## PROBLEM TO WORK ON
For each line in the data below that has the word "AttachmentTooLarge", copy that line.

## MATERIAL PROVIDED
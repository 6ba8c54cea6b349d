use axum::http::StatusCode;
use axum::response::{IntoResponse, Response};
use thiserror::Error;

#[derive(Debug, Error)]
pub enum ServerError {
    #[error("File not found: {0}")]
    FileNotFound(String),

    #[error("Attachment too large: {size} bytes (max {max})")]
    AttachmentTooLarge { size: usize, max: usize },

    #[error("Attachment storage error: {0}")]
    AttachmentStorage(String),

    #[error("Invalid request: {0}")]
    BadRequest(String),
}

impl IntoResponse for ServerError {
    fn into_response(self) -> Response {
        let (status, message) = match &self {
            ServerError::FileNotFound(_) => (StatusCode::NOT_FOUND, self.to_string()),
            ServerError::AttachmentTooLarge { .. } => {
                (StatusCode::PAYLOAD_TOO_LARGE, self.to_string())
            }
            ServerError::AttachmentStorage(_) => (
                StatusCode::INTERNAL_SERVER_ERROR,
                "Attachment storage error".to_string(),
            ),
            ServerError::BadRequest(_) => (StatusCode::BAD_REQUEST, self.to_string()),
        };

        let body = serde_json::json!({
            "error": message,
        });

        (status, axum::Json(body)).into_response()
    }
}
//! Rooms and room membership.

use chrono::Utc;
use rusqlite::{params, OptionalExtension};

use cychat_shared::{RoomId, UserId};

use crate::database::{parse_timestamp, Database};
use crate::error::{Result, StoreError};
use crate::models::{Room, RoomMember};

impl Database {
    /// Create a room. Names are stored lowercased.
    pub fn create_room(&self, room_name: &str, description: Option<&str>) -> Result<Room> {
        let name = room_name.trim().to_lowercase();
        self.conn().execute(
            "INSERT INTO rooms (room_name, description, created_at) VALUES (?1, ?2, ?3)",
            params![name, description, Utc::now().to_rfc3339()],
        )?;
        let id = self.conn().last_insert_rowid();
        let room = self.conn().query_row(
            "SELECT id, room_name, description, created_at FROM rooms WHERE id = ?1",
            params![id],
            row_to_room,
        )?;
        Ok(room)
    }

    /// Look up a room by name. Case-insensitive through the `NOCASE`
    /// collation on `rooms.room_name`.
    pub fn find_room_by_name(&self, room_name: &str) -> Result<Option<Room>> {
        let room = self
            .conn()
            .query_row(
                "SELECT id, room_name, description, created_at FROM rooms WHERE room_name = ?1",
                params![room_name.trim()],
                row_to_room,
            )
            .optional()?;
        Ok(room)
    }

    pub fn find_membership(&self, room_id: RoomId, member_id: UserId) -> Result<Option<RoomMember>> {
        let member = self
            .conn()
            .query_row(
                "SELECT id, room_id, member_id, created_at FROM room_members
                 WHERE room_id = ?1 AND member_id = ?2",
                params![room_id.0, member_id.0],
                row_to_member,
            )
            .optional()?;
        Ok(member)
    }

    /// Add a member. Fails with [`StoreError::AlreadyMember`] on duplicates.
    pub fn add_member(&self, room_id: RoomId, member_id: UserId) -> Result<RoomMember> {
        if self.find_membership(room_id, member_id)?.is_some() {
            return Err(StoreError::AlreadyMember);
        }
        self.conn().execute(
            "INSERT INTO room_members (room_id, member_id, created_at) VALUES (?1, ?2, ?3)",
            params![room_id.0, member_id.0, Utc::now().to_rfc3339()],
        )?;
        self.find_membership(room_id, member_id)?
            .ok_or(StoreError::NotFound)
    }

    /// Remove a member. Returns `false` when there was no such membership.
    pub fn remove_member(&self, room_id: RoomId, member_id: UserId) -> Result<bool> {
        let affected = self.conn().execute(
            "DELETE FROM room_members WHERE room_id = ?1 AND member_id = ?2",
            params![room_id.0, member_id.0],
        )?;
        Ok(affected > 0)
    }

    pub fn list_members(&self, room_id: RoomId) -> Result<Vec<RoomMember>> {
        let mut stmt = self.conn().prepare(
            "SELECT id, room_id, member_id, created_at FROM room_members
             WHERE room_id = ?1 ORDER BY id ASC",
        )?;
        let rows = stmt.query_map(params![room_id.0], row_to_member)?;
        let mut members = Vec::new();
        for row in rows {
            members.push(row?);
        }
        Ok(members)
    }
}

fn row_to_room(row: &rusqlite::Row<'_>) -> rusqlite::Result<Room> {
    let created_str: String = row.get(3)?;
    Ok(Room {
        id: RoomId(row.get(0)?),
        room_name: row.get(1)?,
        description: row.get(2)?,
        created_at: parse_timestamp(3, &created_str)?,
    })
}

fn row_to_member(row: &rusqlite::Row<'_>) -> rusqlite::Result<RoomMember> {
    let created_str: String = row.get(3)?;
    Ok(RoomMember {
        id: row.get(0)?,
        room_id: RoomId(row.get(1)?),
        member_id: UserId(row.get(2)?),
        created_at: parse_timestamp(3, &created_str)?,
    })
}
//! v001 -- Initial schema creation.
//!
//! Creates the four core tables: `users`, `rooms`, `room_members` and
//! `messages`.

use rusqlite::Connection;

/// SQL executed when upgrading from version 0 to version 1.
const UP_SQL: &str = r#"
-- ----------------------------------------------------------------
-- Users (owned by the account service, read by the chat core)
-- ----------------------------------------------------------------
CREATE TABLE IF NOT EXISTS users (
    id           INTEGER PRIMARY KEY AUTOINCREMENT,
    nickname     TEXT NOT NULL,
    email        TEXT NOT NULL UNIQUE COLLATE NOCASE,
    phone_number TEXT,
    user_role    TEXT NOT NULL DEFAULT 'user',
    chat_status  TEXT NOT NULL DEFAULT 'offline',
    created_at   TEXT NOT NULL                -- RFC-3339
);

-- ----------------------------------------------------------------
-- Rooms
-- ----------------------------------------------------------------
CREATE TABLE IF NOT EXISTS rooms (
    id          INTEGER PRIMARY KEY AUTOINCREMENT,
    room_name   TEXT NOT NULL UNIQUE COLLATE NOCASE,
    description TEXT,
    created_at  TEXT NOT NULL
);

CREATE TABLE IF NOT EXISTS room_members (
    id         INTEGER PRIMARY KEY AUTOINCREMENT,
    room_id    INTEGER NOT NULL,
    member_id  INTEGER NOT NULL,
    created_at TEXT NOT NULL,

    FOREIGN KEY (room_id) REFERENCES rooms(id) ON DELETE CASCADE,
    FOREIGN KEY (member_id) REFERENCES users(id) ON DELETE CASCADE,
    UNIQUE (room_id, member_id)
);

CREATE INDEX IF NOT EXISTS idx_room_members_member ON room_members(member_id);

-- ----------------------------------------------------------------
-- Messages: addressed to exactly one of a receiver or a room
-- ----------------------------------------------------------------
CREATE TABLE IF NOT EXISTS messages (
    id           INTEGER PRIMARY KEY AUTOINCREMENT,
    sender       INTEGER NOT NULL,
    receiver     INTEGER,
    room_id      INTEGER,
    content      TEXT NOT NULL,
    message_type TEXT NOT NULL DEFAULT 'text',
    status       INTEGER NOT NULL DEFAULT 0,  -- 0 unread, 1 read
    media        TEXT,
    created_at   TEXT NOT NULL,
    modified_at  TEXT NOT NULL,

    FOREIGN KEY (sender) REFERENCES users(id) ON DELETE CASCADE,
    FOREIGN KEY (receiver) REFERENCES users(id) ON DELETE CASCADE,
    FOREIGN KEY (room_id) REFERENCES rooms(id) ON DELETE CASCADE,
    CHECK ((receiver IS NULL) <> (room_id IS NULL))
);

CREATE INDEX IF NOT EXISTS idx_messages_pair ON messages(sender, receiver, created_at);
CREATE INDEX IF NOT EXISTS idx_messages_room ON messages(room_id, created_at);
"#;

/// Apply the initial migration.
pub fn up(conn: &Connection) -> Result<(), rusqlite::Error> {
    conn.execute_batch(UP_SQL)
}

## RESULT OF THE EXERCISE
    AttachmentTooLarge { size: usize, max: usize },
            ServerError::AttachmentTooLarge { .. } => {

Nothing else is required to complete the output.